Water beads sold at Target recalled after infant’s death

Shopping baskets are stacked at a Chicago-area Target store.
Shopping baskets are stacked at a Chicago-area Target store. | Charles Rex Arbogast, Associated Press

A water bead set exclusively sold at Target has been recalled after an infant died from consuming the beads.

Buffalo Games recalled approximately 52,000 of its Chuckle & Roar Ultimate Water Beads Activity Kits on Thursday due to the product posing as “ingestion, choking and intestinal obstruction hazards” inside a child’s body if consumed, according to the U.S. Consumer Product Safety Commission.

The set comes with “jumbo” and “regular” size water beads. It was last sold online and in Target stores in November 2022.

Consumers should contact Buffalo Games for a refund and instructions on how to return the product.

How do water beads work?

Water beads are superabsorbent polymers. When they are exposed to fluids, they absorb the liquid and can expand up to 150 to 1,500 times their original size, according to Poison.org.

The beads have been marketed as toys and have been used for sensory play.

Have children died or been hurt by water beads?

A 10-month-old in Wisconsin died in July 2023 after swallowing the recalled water beads.
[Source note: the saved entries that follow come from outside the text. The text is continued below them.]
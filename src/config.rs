//! Mock definition model.
//!
//! Describes one mock (protocol, port and protocol-specific rules), how it is
//! loaded from YAML/JSON, and the structural validation every definition must
//! pass before a handler may start it.

use serde::{Deserialize, Serialize};
use serde_json::{Map, Value};
use std::collections::HashMap;
use std::fmt;
use std::path::{Path, PathBuf};

use crate::error::{ConfigError, ValidationError};

/// Wire protocol a mock speaks. Selects the handler and which
/// protocol-specific fields are required.
#[derive(Debug, Clone, Copy, PartialEq, Eq, Hash, Serialize, Deserialize)]
#[serde(rename_all = "lowercase", try_from = "String")]
pub enum Protocol {
    Http,
    Tcp,
    Ws,
    Sftp,
}

impl Protocol {
    /// Lower-case name as written in definitions.
    pub fn as_str(&self) -> &'static str {
        match self {
            Protocol::Http => "http",
            Protocol::Tcp => "tcp",
            Protocol::Ws => "ws",
            Protocol::Sftp => "sftp",
        }
    }
}

impl fmt::Display for Protocol {
    fn fmt(&self, f: &mut fmt::Formatter<'_>) -> fmt::Result {
        f.write_str(self.as_str())
    }
}

impl std::str::FromStr for Protocol {
    type Err = ValidationError;

    fn from_str(s: &str) -> Result<Self, Self::Err> {
        match s {
            "http" => Ok(Protocol::Http),
            "tcp" => Ok(Protocol::Tcp),
            "ws" => Ok(Protocol::Ws),
            "sftp" => Ok(Protocol::Sftp),
            other => Err(ValidationError::UnsupportedProtocol(other.to_string())),
        }
    }
}

impl TryFrom<String> for Protocol {
    type Error = ValidationError;

    fn try_from(value: String) -> Result<Self, Self::Error> {
        value.parse()
    }
}

/// Root of a mock definition. Immutable once loaded.
#[derive(Debug, Clone, Serialize, Deserialize)]
#[serde(rename_all = "camelCase")]
pub struct MockDefinition {
    /// Protocol served by this mock
    pub protocol: Protocol,

    /// Listen port
    pub port: u16,

    /// Display metadata
    #[serde(default)]
    pub meta: Meta,

    /// HTTP routes (protocol = http)
    #[serde(default)]
    pub routes: Vec<Route>,

    /// Message rules (protocol = tcp | ws)
    #[serde(default)]
    pub on_message: Option<OnMessage>,

    /// Virtual file tree (protocol = sftp)
    #[serde(default)]
    pub files: Vec<FileEntry>,

    /// SFTP credentials (protocol = sftp)
    #[serde(default)]
    pub sftp_auth: Option<SftpAuth>,

    /// Session hints, advisory only
    #[serde(default)]
    pub session: Option<SessionSettings>,

    /// Global variables visible to every template as `context.*`
    #[serde(default)]
    pub context: Option<ContextVariables>,

    /// Extension sources (local paths or URLs)
    #[serde(default)]
    pub import: Vec<String>,
}

impl MockDefinition {
    /// Load a definition from disk, picking JSON for `.json` files and YAML
    /// otherwise. The result is always validated.
    pub fn from_file(path: &Path) -> Result<Self, ConfigError> {
        let content = std::fs::read_to_string(path).map_err(|source| ConfigError::Io {
            path: PathBuf::from(path),
            source,
        })?;

        let is_json = path
            .extension()
            .map(|ext| ext.eq_ignore_ascii_case("json"))
            .unwrap_or(false);

        if is_json {
            Self::from_json(&content)
        } else {
            Self::from_yaml(&content)
        }
    }

    /// Parse and validate a YAML document.
    pub fn from_yaml(yaml: &str) -> Result<Self, ConfigError> {
        let def: Self = serde_yaml::from_str(yaml)?;
        def.validate()?;
        Ok(def)
    }

    /// Parse and validate a JSON document.
    pub fn from_json(json: &str) -> Result<Self, ConfigError> {
        let def: Self = serde_json::from_str(json)?;
        def.validate()?;
        Ok(def)
    }

    /// Check that the protocol-specific required fields are present.
    pub fn validate(&self) -> Result<(), ValidationError> {
        if self.port == 0 {
            return Err(ValidationError::InvalidPort(self.port));
        }

        match self.protocol {
            Protocol::Http => {
                if self.routes.is_empty() {
                    return Err(ValidationError::MissingRoutes);
                }
            }
            Protocol::Tcp | Protocol::Ws => {
                if self.on_message.is_none() {
                    return Err(ValidationError::MissingOnMessage(self.protocol));
                }
            }
            Protocol::Sftp => {
                if self.files.is_empty() {
                    return Err(ValidationError::MissingFiles);
                }
                let auth = self
                    .sftp_auth
                    .as_ref()
                    .ok_or(ValidationError::MissingSftpAuth)?;
                if auth.username.is_empty() || auth.password.is_empty() {
                    return Err(ValidationError::IncompleteSftpAuth);
                }
            }
        }
        Ok(())
    }

    /// Global variables, empty when the definition has no `context` block.
    pub fn variables(&self) -> Map<String, Value> {
        self.context
            .as_ref()
            .map(|c| c.variables.clone())
            .unwrap_or_default()
    }

    /// Name used in diagnostics.
    pub fn display_name(&self) -> &str {
        if self.meta.name.is_empty() {
            self.protocol.as_str()
        } else {
            &self.meta.name
        }
    }
}

/// Display metadata.
#[derive(Debug, Clone, Default, Serialize, Deserialize)]
pub struct Meta {
    #[serde(default)]
    pub name: String,
    #[serde(default)]
    pub description: String,
}

/// A single HTTP route.
#[derive(Debug, Clone, Serialize, Deserialize)]
pub struct Route {
    /// Request path; may contain template syntax resolved against `context`
    pub path: String,

    /// HTTP method (empty = any)
    #[serde(default)]
    pub method: String,

    /// Response to render
    #[serde(default)]
    pub response: ResponseDefinition,
}

impl Route {
    /// Whether this route answers the given method.
    pub fn accepts(&self, method: &str) -> bool {
        self.method.is_empty() || self.method.eq_ignore_ascii_case(method)
    }
}

/// Response definition.
#[derive(Debug, Clone, Serialize, Deserialize)]
pub struct ResponseDefinition {
    /// HTTP status code
    #[serde(default = "default_status")]
    pub status: u16,

    /// Header name to template string
    #[serde(default)]
    pub headers: HashMap<String, String>,

    /// Body template
    #[serde(default)]
    pub body: String,
}

impl Default for ResponseDefinition {
    fn default() -> Self {
        Self {
            status: default_status(),
            headers: HashMap::new(),
            body: String::new(),
        }
    }
}

fn default_status() -> u16 {
    200
}

/// Message handling rules shared by TCP and WebSocket mocks.
#[derive(Debug, Clone, Default, Serialize, Deserialize)]
pub struct OnMessage {
    /// Regex with named groups; empty binds the whole input as `msg`
    #[serde(rename = "match", default)]
    pub pattern: String,

    /// Guards evaluated in declaration order
    #[serde(default)]
    pub conditions: Vec<Condition>,

    /// Template rendered when no condition matches
    #[serde(rename = "else", default)]
    pub fallback: String,
}

/// One guarded response.
#[derive(Debug, Clone, Serialize, Deserialize)]
pub struct Condition {
    /// Template expected to render exactly `true`
    #[serde(rename = "if")]
    pub guard: String,

    /// Template rendered when the guard holds
    #[serde(default)]
    pub respond: String,
}

/// A file in the SFTP virtual tree.
#[derive(Debug, Clone, Serialize, Deserialize)]
pub struct FileEntry {
    /// Absolute, slash-delimited virtual path
    pub path: String,

    /// Literal file content
    #[serde(default)]
    pub content: String,
}

/// SFTP credentials.
#[derive(Debug, Clone, Default, Serialize, Deserialize)]
#[serde(rename_all = "camelCase")]
pub struct SftpAuth {
    #[serde(default)]
    pub username: String,
    #[serde(default)]
    pub password: String,

    /// Authorized public key file (informational)
    #[serde(default)]
    pub public_key_path: Option<String>,

    /// Check credentials instead of accepting every login
    #[serde(default)]
    pub enforce: bool,
}

/// Session hints. The timeout is advisory and not enforced.
#[derive(Debug, Clone, Default, Serialize, Deserialize)]
pub struct SessionSettings {
    #[serde(default)]
    pub timeout: Option<String>,
}

/// Global template variables.
#[derive(Debug, Clone, Default, Serialize, Deserialize)]
pub struct ContextVariables {
    #[serde(default)]
    pub variables: Map<String, Value>,
}

/// Process-level settings that are not part of any definition.
#[derive(Debug, Clone, Serialize, Deserialize)]
#[serde(deny_unknown_fields)]
pub struct RuntimeSettings {
    /// Address every listener binds to
    #[serde(default = "default_host")]
    pub host: String,

    /// Backing directory for SFTP virtual files
    #[serde(default = "default_sftp_root")]
    pub sftp_root: PathBuf,

    /// SSH host private key; an ephemeral key is generated when unset
    #[serde(default)]
    pub host_key_path: Option<PathBuf>,

    /// Graceful shutdown window for HTTP mocks
    #[serde(default = "default_shutdown_grace_ms")]
    pub shutdown_grace_ms: u64,

    /// How long `start` watches a freshly launched server for early exit
    #[serde(default = "default_bind_check_ms")]
    pub bind_check_ms: u64,
}

impl RuntimeSettings {
    /// `host:port` for a listener.
    pub fn bind_addr(&self, port: u16) -> String {
        format!("{}:{}", self.host, port)
    }
}

impl Default for RuntimeSettings {
    fn default() -> Self {
        Self {
            host: default_host(),
            sftp_root: default_sftp_root(),
            host_key_path: None,
            shutdown_grace_ms: default_shutdown_grace_ms(),
            bind_check_ms: default_bind_check_ms(),
        }
    }
}

fn default_host() -> String {
    "0.0.0.0".to_string()
}

fn default_sftp_root() -> PathBuf {
    PathBuf::from("sftp_root")
}

fn default_shutdown_grace_ms() -> u64 {
    5000
}

fn default_bind_check_ms() -> u64 {
    100
}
In November 2022, a 9-month-old infant underwent surgery to remove intestinal obstruction from ingesting the beads.

Taylor Bethard, the mother of infant who died, spoke with Fox News Digital in August and called for change after Esther Jo’s death.

“Water beads should be banned/recalled and no longer allowed to be marketed as a children’s toy,” she said. “At the minimum, water beads need to have the appropriate warnings about the life-threatening dangers, which is not limited to choking.”
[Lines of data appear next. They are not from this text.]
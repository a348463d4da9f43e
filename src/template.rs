//! Template engine for dynamic responses.
//!
//! Uses Handlebars for template rendering. Every render sees the same
//! three-part context: `input` (per request/message data), `session`
//! (reserved, always empty) and `context` (the definition's global variables).
//! Extension fragments are registered as named partials and invoked with
//! `{{> name some.value}}`.

use handlebars::{
    Context, Handlebars, Helper, HelperDef, RenderContext, RenderError, ScopedJson, Template,
    TemplateError,
};
use regex::Regex;
use serde_json::{json, Map, Value};
use std::sync::{Arc, OnceLock};
use tracing::{debug, trace, warn};

use crate::extensions::{Extension, Registry};

/// Handlebars registry seeded with the function library and every
/// extension fragment of one mock. Built once per mock start.
pub struct TemplateEngine {
    handlebars: Handlebars<'static>,
}

impl TemplateEngine {
    /// Create an engine from an extension registry snapshot.
    ///
    /// A fragment that does not parse is logged and left out; the rest of
    /// the registry is still registered.
    pub fn new(registry: &Registry) -> Self {
        let mut handlebars = Handlebars::new();

        handlebars.register_helper("now", Box::new(SafeHelper(now)));
        handlebars.register_helper("uuid", Box::new(SafeHelper(uuid_v4)));
        handlebars.register_helper("toJSON", Box::new(SafeHelper(to_json)));
        handlebars.register_helper("contains", Box::new(SafeHelper(contains)));
        handlebars.register_helper("regexMatch", Box::new(SafeHelper(regex_match)));
        handlebars.register_helper("upper", Box::new(SafeHelper(upper)));
        handlebars.register_helper("lower", Box::new(SafeHelper(lower)));
        handlebars.register_helper("title", Box::new(SafeHelper(title)));
        handlebars.register_helper("trim", Box::new(SafeHelper(trim)));
        handlebars.register_helper("split", Box::new(SafeHelper(split)));
        handlebars.register_helper("join", Box::new(SafeHelper(join)));
        handlebars.register_helper("replace", Box::new(SafeHelper(replace)));
        handlebars.register_helper("len", Box::new(SafeHelper(len)));
        handlebars.register_helper("default", Box::new(SafeHelper(default_value)));

        // Don't escape HTML by default (we're not rendering HTML)
        handlebars.register_escape_fn(handlebars::no_escape);

        for ext in registry.iter() {
            if let Err(e) = register_fragment(&mut handlebars, ext) {
                warn!(
                    extension = %ext.name,
                    file = %ext.source,
                    error = %e,
                    "Skipping extension that failed to compile"
                );
            }
        }

        Self { handlebars }
    }

    /// Engine with no extensions.
    pub fn without_extensions() -> Self {
        Self::new(&Registry::new())
    }

    /// Render a raw template string against a context.
    pub fn render(&self, name: &str, raw: &str, context: &Value) -> Result<String, RenderError> {
        let result = self.handlebars.render_template(raw, context);
        match &result {
            Ok(out) => trace!(template = name, output = %out, "Rendered template"),
            Err(e) => debug!(template = name, error = %e, "Template rendering failed"),
        }
        result
    }

    #[cfg(test)]
    pub(crate) fn has_partial(&self, name: &str) -> bool {
        self.handlebars.get_template(name).is_some()
    }
}

/// One render session: a shared engine plus the context for a single
/// request or message.
#[derive(Clone)]
pub struct TemplateRuntime {
    engine: Arc<TemplateEngine>,
    context: Value,
}

impl TemplateRuntime {
    pub fn new(engine: Arc<TemplateEngine>, context: Value) -> Self {
        Self { engine, context }
    }

    /// Render `raw` under the diagnostic name `name`.
    pub fn render(&self, name: &str, raw: &str) -> Result<String, RenderError> {
        self.engine.render(name, raw, &self.context)
    }

    pub fn context(&self) -> &Value {
        &self.context
    }
}

/// Build the three-part template context. Missing parts become empty maps.
pub fn merge_context(
    input: Option<Map<String, Value>>,
    session: Option<Map<String, Value>>,
    global: Option<Map<String, Value>>,
) -> Value {
    json!({
        "input": input.unwrap_or_default(),
        "session": session.unwrap_or_default(),
        "context": global.unwrap_or_default(),
    })
}

fn inline_block_pattern() -> Option<&'static Regex> {
    static PATTERN: OnceLock<Option<Regex>> = OnceLock::new();
    PATTERN
        .get_or_init(|| {
            Regex::new(r#"(?s)\{\{~?#\*inline\s+"([^"]+)"\s*~?\}\}(.*?)\{\{~?/inline\s*~?\}\}"#).ok()
        })
        .as_ref()
}

/// Register a fragment. Each `{{#*inline "name"}}` block becomes its own
/// partial; a fragment without inline blocks is registered under its name.
///
/// Every block is compiled before any is registered, so a fragment either
/// registers completely or not at all.
fn register_fragment(handlebars: &mut Handlebars<'static>, ext: &Extension) -> Result<(), TemplateError> {
    let mut compiled = Vec::new();
    let blocks = inline_block_pattern()
        .into_iter()
        .flat_map(|re| re.captures_iter(&ext.content));
    for caps in blocks {
        compiled.push((caps[1].to_string(), Template::compile(&caps[2])?));
    }
    if compiled.is_empty() {
        compiled.push((ext.name.clone(), Template::compile(&ext.content)?));
    }

    for (name, template) in compiled {
        debug!(extension = %ext.name, partial = %name, "Registered partial");
        handlebars.register_template(&name, template);
    }
    Ok(())
}

// Function library. Each helper takes its arguments as JSON values and
// pattern-matches their shape instead of failing the render.

type SafeFn = fn(&[&Value]) -> Value;

/// Adapts a plain function to a value-returning helper so it works both as
/// `{{fn a b}}` and inside subexpressions.
struct SafeHelper(SafeFn);

impl HelperDef for SafeHelper {
    fn call_inner<'reg: 'rc, 'rc>(
        &self,
        h: &Helper<'rc>,
        _: &'reg Handlebars<'reg>,
        _: &'rc Context,
        _: &mut RenderContext<'reg, 'rc>,
    ) -> Result<ScopedJson<'rc>, RenderError> {
        let args: Vec<&Value> = h.params().iter().map(|p| p.value()).collect();
        Ok(ScopedJson::Derived((self.0)(&args)))
    }
}

fn arg<'a>(args: &[&'a Value], idx: usize) -> &'a Value {
    static NULL: Value = Value::Null;
    args.get(idx).copied().unwrap_or(&NULL)
}

/// Best-effort string conversion.
fn coerce(value: &Value) -> String {
    match value {
        Value::String(s) => s.clone(),
        Value::Null => String::new(),
        Value::Bool(b) => b.to_string(),
        Value::Number(n) => n.to_string(),
        other => serde_json::to_string(other).unwrap_or_default(),
    }
}

fn now(args: &[&Value]) -> Value {
    use chrono::format::{Item, StrftimeItems};

    let now = chrono::Utc::now();
    match arg(args, 0) {
        Value::String(format) if !StrftimeItems::new(format).any(|i| matches!(i, Item::Error)) => {
            Value::String(now.format(format).to_string())
        }
        _ => Value::String(now.to_rfc3339_opts(chrono::SecondsFormat::Secs, true)),
    }
}

fn uuid_v4(_: &[&Value]) -> Value {
    Value::String(uuid::Uuid::new_v4().to_string())
}

fn to_json(args: &[&Value]) -> Value {
    match serde_json::to_string(arg(args, 0)) {
        Ok(s) => Value::String(s),
        Err(e) => Value::String(format!("\"error: {e}\"")),
    }
}

fn contains(args: &[&Value]) -> Value {
    let needle = coerce(arg(args, 1));
    let found = match arg(args, 0) {
        Value::Null => false,
        Value::Array(items) => items.iter().any(|item| coerce(item) == needle),
        haystack => coerce(haystack).contains(&needle),
    };
    Value::Bool(found)
}

fn regex_match(args: &[&Value]) -> Value {
    let pattern = coerce(arg(args, 0));
    let value = coerce(arg(args, 1));
    let matched = Regex::new(&pattern)
        .map(|re| re.is_match(&value))
        .unwrap_or(false);
    Value::Bool(matched)
}

fn upper(args: &[&Value]) -> Value {
    Value::String(coerce(arg(args, 0)).to_uppercase())
}

fn lower(args: &[&Value]) -> Value {
    match arg(args, 0) {
        Value::String(s) => Value::String(s.to_lowercase()),
        _ => Value::String("error: not a string".to_string()),
    }
}

fn title(args: &[&Value]) -> Value {
    match arg(args, 0) {
        Value::String(s) => {
            let mut out = String::with_capacity(s.len());
            let mut at_word_start = true;
            for ch in s.chars() {
                if at_word_start && ch.is_alphabetic() {
                    out.extend(ch.to_uppercase());
                } else {
                    out.push(ch);
                }
                at_word_start = !ch.is_alphanumeric();
            }
            Value::String(out)
        }
        _ => Value::String("error: not a string".to_string()),
    }
}

fn trim(args: &[&Value]) -> Value {
    match arg(args, 0) {
        Value::String(s) => Value::String(s.trim().to_string()),
        _ => Value::String("error: not a string".to_string()),
    }
}

fn split(args: &[&Value]) -> Value {
    match (arg(args, 0), arg(args, 1)) {
        (Value::String(s), Value::String(sep)) => Value::Array(
            s.split(sep.as_str())
                .map(|part| Value::String(part.to_string()))
                .collect(),
        ),
        _ => Value::Array(Vec::new()),
    }
}

fn join(args: &[&Value]) -> Value {
    let (Value::Array(items), Value::String(sep)) = (arg(args, 0), arg(args, 1)) else {
        return Value::String("error: expected array of strings".to_string());
    };

    let parts: Option<Vec<&str>> = items.iter().map(Value::as_str).collect();
    match parts {
        Some(parts) => Value::String(parts.join(sep)),
        None => Value::String("error: expected array of strings".to_string()),
    }
}

fn replace(args: &[&Value]) -> Value {
    match (arg(args, 0), arg(args, 1), arg(args, 2)) {
        (Value::String(s), Value::String(old), Value::String(new)) => {
            Value::String(s.replace(old.as_str(), new))
        }
        _ => Value::String("error: invalid args".to_string()),
    }
}

fn len(args: &[&Value]) -> Value {
    let n = match arg(args, 0) {
        Value::String(s) => s.chars().count(),
        Value::Array(items) => items.len(),
        Value::Object(map) => map.len(),
        _ => 0,
    };
    Value::from(n)
}

fn is_zero(value: &Value) -> bool {
    match value {
        Value::Null => true,
        Value::Bool(b) => !b,
        Value::String(s) => s.is_empty(),
        Value::Number(n) => n.as_f64() == Some(0.0),
        Value::Array(items) => items.is_empty(),
        Value::Object(map) => map.is_empty(),
    }
}

fn default_value(args: &[&Value]) -> Value {
    let value = arg(args, 0);
    if is_zero(value) {
        arg(args, 1).clone()
    } else {
        value.clone()
    }
}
Bethard says the water beads never would have been allowed in her house if she had been aware of the full dangers of the toy.
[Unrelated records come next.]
//! End-to-end tests for WebSocket mocks.

mod common;

use common::{definition, free_port, launch, TIMEOUT};
use futures_util::{SinkExt, StreamExt};
use kuro_mock::ProtocolHandler;
use tokio::time::timeout;
use tokio_tungstenite::tungstenite::Message;

const PING: &str = r#"
protocol: ws
port: PORT
onMessage:
  match: "(?P<cmd>\\w+)"
  conditions:
    - if: '{{eq input.cmd "ping"}}'
      respond: pong
  else: unknown command
"#;

#[tokio::test]
async fn test_ping_pong_on_one_connection() {
    let port = free_port();
    let mut server = launch(&definition(PING, port)).await;

    let (mut client, _) = tokio_tungstenite::connect_async(format!("ws://127.0.0.1:{port}/"))
        .await
        .unwrap();

    for (sent, expected) in [("ping", "pong"), ("hello", "unknown command"), ("ping", "pong")] {
        client.send(Message::Text(sent.into())).await.unwrap();
        let reply = timeout(TIMEOUT, client.next()).await.unwrap().unwrap().unwrap();
        assert_eq!(reply.into_text().unwrap().to_string(), expected);
    }

    client.close(None).await.unwrap();
    server.stop().await.unwrap();
}

#[tokio::test]
async fn test_binary_frames_are_matched() {
    let port = free_port();
    let mut server = launch(&definition(PING, port)).await;

    let (mut client, _) = tokio_tungstenite::connect_async(format!("ws://127.0.0.1:{port}/any/path"))
        .await
        .unwrap();
    client
        .send(Message::Binary(b"ping".to_vec().into()))
        .await
        .unwrap();
    let reply = timeout(TIMEOUT, client.next()).await.unwrap().unwrap().unwrap();
    assert_eq!(reply.into_text().unwrap().to_string(), "pong");

    server.stop().await.unwrap();
}

#[tokio::test]
async fn test_one_client_leaving_does_not_affect_another() {
    let port = free_port();
    let mut server = launch(&definition(PING, port)).await;
    let url = format!("ws://127.0.0.1:{port}/");

    let (mut first, _) = tokio_tungstenite::connect_async(url.as_str()).await.unwrap();
    let (mut second, _) = tokio_tungstenite::connect_async(url.as_str()).await.unwrap();

    first.send(Message::Text("ping".into())).await.unwrap();
    timeout(TIMEOUT, first.next()).await.unwrap().unwrap().unwrap();
    drop(first);

    second.send(Message::Text("ping".into())).await.unwrap();
    let reply = timeout(TIMEOUT, second.next()).await.unwrap().unwrap().unwrap();
    assert_eq!(reply.into_text().unwrap().to_string(), "pong");

    server.stop().await.unwrap();
}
“We have been working with industry to improve the relevant standards for these products and are considering additional rulemaking options should they not do so in a timely manner. We strongly encourage parents and caregivers to report any incidents with this product to us at SaferProducts.gov,” the Consumer Product Safety Commission told Fox News Digital.

By bringing awareness to the dangers of water beads, Bethard helped get the product banned from schools in her children’s school district.

Are water beads safe for babies?

If a child or infant swallows a water bead, it can expand in their throat or intestines and cause “life-threatening” blockages, according to UC Davis Health.

Earlier this year, doctors removed a 1-inch water bead from the small intestine of a 14-month-old in Iowa, Good Morning America reported.

Upon finding out about the bead, Hannah Rief, the mother of the child, immediately remembered when one of her other children was playing with a water bead set two years prior — before her baby was even born — and spilled the beads.

“I let them dry out and then I vacuumed them, and I vacuumed them over and over and over ... and I really thought that I got all of them,” she told GMA. “But two years later, Letty is playing in there and she must have found one in the carpet and she swallowed it.”